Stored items
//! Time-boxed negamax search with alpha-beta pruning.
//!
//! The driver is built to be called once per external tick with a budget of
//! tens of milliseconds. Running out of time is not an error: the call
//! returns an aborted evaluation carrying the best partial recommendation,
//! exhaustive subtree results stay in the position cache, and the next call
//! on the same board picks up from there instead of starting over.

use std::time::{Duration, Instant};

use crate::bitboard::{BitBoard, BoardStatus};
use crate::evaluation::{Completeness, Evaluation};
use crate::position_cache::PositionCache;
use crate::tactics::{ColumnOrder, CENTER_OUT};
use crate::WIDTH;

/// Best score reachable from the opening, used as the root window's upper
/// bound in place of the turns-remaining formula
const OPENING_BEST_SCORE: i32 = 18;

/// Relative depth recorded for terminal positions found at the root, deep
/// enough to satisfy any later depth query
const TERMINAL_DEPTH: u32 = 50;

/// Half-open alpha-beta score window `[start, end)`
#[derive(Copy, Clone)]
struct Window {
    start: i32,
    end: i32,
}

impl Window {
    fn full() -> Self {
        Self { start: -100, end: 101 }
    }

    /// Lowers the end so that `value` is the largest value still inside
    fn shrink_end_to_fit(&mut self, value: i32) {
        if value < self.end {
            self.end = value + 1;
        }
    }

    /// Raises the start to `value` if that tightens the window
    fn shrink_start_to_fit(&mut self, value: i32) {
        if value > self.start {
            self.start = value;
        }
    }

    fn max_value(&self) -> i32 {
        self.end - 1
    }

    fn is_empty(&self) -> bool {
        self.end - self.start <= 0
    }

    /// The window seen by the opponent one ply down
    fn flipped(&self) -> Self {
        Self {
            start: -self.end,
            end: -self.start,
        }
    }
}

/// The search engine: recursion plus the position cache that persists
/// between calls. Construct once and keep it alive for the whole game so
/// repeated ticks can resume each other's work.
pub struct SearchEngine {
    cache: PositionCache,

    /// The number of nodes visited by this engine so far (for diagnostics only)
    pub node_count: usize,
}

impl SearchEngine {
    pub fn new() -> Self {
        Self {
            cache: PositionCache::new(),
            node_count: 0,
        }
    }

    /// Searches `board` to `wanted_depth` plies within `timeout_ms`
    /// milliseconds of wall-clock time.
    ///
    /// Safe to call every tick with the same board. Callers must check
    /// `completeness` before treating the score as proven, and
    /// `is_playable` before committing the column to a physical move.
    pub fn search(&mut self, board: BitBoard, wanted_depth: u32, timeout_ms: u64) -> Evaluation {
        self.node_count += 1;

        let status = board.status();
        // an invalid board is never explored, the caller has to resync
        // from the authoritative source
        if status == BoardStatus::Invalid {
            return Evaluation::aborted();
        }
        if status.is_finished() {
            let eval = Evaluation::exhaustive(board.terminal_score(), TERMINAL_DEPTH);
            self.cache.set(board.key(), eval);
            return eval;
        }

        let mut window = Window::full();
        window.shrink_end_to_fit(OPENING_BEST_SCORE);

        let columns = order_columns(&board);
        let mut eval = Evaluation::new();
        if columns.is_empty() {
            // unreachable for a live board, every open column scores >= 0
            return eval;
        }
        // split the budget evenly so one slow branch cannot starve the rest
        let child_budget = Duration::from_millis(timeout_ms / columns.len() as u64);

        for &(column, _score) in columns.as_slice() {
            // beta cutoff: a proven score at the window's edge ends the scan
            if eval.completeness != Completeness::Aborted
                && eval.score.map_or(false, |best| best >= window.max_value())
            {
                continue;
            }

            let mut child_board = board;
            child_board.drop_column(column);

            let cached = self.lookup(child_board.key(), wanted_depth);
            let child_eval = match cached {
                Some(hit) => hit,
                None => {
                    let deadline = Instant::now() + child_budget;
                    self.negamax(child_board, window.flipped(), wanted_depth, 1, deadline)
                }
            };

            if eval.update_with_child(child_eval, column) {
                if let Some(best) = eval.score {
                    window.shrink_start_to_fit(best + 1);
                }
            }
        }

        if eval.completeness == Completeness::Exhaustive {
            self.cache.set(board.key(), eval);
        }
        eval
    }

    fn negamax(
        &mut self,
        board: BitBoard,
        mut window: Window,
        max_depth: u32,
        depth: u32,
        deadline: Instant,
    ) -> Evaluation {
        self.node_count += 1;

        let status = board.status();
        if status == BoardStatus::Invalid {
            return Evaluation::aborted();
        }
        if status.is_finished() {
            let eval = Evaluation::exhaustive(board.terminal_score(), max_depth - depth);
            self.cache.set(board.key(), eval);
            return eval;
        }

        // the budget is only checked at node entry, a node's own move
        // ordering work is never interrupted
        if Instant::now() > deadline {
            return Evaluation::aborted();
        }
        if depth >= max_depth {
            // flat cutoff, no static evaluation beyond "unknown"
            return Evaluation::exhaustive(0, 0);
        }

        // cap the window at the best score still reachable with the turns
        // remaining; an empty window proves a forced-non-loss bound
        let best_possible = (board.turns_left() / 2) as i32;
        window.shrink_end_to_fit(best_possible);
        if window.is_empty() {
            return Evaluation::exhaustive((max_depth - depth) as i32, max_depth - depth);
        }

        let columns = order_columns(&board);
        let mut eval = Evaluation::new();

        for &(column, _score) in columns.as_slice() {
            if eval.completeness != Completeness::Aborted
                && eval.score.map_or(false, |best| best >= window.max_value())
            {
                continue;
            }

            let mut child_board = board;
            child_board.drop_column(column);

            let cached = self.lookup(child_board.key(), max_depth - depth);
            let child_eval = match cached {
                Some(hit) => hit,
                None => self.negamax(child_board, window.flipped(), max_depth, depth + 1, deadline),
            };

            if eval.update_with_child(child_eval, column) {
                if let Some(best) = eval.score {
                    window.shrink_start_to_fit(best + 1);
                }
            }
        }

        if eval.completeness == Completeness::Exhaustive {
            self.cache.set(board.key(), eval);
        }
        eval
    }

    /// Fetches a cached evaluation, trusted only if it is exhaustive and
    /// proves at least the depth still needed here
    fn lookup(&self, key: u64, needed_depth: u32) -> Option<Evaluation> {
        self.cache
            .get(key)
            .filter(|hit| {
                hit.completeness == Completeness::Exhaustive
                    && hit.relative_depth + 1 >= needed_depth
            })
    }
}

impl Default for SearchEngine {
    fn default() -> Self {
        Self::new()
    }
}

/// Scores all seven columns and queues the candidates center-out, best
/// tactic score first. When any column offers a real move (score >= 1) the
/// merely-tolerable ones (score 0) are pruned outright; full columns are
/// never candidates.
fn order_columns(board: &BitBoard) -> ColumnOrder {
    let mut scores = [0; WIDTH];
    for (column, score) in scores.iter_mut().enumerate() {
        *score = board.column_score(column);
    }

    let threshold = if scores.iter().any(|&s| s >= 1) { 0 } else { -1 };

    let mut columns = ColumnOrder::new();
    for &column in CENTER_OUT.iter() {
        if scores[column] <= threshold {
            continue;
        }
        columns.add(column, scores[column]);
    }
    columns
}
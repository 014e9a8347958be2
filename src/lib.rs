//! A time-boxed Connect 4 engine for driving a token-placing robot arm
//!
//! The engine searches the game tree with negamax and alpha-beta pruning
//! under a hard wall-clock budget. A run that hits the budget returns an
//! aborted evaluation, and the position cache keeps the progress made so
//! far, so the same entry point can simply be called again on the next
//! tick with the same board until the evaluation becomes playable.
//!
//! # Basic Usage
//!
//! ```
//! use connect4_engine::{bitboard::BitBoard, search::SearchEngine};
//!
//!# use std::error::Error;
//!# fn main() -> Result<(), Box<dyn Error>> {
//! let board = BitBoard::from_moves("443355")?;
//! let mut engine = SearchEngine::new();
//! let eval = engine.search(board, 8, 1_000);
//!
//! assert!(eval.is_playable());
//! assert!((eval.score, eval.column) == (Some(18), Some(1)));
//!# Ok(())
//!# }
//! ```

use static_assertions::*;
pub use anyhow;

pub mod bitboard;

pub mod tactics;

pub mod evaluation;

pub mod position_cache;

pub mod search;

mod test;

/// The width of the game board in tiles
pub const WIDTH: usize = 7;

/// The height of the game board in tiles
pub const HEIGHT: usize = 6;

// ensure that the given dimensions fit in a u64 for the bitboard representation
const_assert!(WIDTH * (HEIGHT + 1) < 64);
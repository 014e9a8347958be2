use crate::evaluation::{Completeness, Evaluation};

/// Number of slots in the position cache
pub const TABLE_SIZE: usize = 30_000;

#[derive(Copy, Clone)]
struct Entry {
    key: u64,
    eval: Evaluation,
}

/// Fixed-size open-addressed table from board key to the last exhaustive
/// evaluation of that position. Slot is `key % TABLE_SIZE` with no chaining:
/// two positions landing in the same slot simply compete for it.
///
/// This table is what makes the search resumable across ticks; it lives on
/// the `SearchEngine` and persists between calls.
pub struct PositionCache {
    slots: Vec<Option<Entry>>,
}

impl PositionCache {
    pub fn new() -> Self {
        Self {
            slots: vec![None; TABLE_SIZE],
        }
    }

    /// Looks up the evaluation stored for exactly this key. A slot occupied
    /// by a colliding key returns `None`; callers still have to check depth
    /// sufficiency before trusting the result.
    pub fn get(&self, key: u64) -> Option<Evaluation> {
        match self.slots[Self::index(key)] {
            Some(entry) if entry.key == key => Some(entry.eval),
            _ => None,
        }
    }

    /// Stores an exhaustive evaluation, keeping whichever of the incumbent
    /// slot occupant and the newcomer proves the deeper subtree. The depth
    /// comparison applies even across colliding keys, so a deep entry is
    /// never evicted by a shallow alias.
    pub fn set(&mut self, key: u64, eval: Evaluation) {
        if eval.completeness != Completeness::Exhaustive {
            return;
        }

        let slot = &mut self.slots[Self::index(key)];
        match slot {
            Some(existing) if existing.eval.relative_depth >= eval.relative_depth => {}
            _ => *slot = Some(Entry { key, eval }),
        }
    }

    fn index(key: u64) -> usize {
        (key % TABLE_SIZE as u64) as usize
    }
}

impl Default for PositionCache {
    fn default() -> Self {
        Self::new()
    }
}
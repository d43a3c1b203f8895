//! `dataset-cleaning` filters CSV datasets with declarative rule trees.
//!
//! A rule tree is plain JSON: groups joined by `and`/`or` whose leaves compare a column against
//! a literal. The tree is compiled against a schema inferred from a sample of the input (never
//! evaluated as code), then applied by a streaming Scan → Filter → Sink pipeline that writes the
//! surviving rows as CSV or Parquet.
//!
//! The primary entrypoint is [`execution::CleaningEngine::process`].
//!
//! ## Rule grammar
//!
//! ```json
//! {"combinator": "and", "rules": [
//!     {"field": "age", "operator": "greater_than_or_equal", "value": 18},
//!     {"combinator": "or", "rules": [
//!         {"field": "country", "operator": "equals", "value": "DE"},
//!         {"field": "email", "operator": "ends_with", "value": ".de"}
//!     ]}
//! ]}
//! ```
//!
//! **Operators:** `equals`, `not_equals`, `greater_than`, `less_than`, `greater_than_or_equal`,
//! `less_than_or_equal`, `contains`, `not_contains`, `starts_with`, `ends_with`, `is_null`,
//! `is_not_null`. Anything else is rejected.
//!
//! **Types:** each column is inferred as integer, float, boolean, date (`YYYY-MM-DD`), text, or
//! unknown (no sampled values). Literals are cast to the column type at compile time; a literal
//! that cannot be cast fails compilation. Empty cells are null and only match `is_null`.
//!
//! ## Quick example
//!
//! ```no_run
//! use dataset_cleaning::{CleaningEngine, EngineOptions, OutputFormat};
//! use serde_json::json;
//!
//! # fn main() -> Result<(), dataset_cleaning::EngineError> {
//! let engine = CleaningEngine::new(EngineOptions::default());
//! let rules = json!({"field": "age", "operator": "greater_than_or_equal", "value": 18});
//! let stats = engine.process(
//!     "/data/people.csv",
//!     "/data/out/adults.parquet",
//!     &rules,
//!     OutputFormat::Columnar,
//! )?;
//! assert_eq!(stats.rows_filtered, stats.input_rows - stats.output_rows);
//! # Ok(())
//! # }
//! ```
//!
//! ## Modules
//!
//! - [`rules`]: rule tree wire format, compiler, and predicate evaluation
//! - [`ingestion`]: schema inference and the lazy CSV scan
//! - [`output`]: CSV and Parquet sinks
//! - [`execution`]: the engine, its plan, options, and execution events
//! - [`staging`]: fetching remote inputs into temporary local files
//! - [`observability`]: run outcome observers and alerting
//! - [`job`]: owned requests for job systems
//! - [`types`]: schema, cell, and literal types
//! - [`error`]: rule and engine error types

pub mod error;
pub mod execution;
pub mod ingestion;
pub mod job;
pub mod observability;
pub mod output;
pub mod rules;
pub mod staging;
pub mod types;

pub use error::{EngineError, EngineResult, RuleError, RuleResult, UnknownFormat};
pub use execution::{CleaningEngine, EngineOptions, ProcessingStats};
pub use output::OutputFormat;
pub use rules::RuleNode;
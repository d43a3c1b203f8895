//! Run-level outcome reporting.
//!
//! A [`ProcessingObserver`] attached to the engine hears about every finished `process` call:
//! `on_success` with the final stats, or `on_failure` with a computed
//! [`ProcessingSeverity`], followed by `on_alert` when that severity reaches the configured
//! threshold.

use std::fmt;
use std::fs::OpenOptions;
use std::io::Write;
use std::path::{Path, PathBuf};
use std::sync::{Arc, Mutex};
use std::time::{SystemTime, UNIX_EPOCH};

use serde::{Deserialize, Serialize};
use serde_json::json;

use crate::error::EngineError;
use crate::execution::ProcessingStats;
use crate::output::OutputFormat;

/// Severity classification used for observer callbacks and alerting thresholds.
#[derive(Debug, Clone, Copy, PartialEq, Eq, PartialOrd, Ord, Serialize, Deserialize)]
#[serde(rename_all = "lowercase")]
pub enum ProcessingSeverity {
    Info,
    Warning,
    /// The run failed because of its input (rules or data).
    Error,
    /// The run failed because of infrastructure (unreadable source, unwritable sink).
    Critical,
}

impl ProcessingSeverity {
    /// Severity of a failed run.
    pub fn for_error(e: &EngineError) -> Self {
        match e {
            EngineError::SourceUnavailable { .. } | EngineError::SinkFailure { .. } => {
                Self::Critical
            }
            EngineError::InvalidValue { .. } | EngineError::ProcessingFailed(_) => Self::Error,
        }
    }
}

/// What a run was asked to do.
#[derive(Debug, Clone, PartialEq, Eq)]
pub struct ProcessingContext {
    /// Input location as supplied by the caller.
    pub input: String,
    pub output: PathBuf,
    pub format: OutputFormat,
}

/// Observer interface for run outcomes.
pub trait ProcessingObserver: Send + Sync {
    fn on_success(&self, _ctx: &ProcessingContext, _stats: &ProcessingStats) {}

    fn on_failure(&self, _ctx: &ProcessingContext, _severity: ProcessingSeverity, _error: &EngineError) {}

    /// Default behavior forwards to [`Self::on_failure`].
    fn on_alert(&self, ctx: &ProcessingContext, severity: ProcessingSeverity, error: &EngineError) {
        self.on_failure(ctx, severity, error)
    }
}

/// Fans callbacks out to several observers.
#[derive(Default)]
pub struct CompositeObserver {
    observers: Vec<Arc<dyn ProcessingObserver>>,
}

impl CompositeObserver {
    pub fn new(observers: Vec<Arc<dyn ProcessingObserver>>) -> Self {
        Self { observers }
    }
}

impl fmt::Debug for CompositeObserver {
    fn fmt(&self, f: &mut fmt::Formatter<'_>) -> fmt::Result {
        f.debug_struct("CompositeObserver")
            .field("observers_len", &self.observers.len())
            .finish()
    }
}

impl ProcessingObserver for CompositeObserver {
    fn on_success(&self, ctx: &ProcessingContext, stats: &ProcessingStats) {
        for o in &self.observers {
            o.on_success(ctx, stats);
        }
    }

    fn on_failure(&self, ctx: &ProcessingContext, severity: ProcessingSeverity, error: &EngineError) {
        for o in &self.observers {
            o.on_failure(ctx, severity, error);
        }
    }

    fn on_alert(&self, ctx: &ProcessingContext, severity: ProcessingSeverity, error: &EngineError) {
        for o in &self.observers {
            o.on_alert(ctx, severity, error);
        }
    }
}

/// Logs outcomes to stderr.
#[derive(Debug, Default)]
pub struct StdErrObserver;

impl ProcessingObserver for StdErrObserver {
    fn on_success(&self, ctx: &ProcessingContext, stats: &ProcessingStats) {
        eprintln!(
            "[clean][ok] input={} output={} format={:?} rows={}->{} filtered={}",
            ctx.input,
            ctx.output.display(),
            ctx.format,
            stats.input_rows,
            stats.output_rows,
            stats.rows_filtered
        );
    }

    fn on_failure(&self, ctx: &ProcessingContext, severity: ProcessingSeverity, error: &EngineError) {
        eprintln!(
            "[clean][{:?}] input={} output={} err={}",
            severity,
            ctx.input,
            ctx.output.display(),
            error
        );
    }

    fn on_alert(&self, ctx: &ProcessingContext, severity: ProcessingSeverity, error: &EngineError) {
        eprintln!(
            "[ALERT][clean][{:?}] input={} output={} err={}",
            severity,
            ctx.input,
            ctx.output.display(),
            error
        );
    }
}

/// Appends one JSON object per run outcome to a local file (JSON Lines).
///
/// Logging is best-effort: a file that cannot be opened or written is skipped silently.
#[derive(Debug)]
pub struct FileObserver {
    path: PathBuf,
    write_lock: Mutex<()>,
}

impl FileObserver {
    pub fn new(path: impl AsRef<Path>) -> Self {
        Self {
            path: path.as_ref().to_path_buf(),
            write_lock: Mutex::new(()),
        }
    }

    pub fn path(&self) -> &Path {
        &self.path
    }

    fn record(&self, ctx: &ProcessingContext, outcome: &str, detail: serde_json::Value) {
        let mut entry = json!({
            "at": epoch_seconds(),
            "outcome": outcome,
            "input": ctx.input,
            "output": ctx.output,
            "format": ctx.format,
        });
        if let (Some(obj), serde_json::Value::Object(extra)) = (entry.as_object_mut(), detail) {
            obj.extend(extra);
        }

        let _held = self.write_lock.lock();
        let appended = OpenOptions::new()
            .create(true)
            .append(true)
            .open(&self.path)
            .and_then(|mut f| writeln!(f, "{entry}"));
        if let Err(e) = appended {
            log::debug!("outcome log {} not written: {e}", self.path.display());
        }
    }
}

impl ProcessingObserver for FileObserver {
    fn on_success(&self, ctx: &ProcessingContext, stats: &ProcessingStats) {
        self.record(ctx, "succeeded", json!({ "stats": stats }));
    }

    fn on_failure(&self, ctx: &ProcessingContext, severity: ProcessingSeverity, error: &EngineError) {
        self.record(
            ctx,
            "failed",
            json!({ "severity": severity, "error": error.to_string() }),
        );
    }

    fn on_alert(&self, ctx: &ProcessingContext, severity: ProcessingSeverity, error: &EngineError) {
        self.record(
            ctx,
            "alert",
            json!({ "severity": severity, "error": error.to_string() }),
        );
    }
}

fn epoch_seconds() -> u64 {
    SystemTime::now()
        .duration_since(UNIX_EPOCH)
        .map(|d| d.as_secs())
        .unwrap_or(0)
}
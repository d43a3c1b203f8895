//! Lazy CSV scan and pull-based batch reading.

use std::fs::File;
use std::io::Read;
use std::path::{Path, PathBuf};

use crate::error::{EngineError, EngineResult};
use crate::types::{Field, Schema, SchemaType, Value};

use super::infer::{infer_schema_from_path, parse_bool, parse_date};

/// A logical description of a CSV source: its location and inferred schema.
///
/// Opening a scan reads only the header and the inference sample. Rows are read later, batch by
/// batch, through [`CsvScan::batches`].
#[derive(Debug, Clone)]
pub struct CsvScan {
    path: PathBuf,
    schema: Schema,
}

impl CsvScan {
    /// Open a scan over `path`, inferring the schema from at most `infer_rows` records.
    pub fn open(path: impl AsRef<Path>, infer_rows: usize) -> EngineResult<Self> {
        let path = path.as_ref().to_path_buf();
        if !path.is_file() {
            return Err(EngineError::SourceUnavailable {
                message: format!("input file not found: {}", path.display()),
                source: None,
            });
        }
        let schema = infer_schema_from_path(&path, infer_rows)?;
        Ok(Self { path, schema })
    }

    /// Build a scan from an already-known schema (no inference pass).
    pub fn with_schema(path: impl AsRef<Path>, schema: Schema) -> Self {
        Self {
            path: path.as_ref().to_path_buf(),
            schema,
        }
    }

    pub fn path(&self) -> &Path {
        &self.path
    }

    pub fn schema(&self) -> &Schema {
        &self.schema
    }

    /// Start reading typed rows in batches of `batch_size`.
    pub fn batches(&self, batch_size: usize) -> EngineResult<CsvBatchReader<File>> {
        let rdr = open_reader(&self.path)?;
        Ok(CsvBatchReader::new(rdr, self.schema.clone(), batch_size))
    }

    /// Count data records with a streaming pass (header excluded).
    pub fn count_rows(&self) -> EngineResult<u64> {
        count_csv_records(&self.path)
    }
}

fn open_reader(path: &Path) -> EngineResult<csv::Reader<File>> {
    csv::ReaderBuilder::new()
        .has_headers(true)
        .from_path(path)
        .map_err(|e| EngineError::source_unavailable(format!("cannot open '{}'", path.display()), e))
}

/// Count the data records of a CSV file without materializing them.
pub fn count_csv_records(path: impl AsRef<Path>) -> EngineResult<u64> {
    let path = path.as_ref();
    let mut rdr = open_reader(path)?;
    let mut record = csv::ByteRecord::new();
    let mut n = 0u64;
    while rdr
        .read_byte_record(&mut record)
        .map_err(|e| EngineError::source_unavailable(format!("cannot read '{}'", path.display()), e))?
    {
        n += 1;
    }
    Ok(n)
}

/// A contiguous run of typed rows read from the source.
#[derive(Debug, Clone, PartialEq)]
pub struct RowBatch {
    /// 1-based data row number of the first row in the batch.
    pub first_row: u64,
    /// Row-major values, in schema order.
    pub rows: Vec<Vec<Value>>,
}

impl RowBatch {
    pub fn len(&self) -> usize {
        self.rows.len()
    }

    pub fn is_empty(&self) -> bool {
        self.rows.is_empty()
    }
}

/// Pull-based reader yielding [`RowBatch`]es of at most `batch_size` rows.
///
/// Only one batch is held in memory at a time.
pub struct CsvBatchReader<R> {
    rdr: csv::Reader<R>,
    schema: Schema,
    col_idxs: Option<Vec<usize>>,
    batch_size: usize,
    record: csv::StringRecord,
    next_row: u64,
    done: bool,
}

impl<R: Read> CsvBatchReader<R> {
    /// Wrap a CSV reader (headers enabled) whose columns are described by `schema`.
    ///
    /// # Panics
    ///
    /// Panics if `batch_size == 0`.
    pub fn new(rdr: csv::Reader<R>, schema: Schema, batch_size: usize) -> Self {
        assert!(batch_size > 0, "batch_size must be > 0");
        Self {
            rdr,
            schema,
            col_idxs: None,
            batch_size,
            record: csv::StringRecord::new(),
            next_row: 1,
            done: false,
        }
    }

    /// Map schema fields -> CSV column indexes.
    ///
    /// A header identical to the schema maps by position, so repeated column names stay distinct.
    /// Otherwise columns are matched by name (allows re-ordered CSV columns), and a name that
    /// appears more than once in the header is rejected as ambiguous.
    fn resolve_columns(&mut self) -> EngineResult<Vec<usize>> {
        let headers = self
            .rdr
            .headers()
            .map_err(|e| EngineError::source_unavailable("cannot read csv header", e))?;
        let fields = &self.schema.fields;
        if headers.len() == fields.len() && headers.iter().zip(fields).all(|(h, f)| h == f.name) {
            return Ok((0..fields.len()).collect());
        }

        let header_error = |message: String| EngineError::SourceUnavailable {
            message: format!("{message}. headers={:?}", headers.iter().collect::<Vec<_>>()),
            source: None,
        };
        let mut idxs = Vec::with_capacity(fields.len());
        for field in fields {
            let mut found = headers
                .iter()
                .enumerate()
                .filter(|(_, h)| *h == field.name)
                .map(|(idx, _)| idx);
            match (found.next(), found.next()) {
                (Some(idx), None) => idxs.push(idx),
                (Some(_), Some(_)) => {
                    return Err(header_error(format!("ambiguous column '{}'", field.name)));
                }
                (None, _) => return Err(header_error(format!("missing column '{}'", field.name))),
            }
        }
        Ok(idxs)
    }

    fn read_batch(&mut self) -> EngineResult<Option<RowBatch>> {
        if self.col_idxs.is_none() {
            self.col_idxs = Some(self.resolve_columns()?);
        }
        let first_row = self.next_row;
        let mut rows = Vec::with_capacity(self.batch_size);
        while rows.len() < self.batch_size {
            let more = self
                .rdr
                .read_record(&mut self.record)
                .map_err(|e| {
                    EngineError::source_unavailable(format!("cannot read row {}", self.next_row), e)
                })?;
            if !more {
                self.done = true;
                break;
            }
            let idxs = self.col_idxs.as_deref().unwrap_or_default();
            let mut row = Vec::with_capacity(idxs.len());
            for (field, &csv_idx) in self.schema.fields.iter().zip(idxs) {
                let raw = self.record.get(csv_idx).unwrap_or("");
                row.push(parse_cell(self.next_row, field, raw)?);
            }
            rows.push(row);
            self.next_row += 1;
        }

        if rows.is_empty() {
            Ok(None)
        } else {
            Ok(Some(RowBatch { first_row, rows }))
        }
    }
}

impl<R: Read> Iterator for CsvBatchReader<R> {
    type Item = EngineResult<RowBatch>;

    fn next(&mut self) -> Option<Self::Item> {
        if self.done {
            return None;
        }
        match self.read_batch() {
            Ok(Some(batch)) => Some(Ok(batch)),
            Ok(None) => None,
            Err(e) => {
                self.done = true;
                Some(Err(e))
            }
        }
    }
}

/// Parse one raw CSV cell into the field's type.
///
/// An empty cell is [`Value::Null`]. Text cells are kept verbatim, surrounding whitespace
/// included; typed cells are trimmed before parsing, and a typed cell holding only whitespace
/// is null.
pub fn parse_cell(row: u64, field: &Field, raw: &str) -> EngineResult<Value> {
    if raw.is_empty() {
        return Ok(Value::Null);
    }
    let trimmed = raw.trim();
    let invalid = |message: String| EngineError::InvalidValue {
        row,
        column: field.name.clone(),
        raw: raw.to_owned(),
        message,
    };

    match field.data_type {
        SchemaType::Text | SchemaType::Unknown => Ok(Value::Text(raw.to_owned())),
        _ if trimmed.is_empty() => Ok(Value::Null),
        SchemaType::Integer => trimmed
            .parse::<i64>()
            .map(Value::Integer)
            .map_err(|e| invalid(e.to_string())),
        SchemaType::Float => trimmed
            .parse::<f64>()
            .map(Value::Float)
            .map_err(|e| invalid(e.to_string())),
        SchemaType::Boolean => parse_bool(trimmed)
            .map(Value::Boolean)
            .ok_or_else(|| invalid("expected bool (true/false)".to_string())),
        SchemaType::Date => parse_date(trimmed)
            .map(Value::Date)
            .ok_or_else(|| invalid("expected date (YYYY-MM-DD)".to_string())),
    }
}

▶ **Your objective**: Where does the word "same" appear in the records? Copy every line that holds it.

▶ **Solution to this problem**:
//! on the same board picks up from there instead of starting over.
    /// Safe to call every tick with the same board. Callers must check
//! far, so the same entry point can simply be called again on the next
//! tick with the same board until the evaluation becomes playable.
/// two positions landing in the same slot simply compete for it.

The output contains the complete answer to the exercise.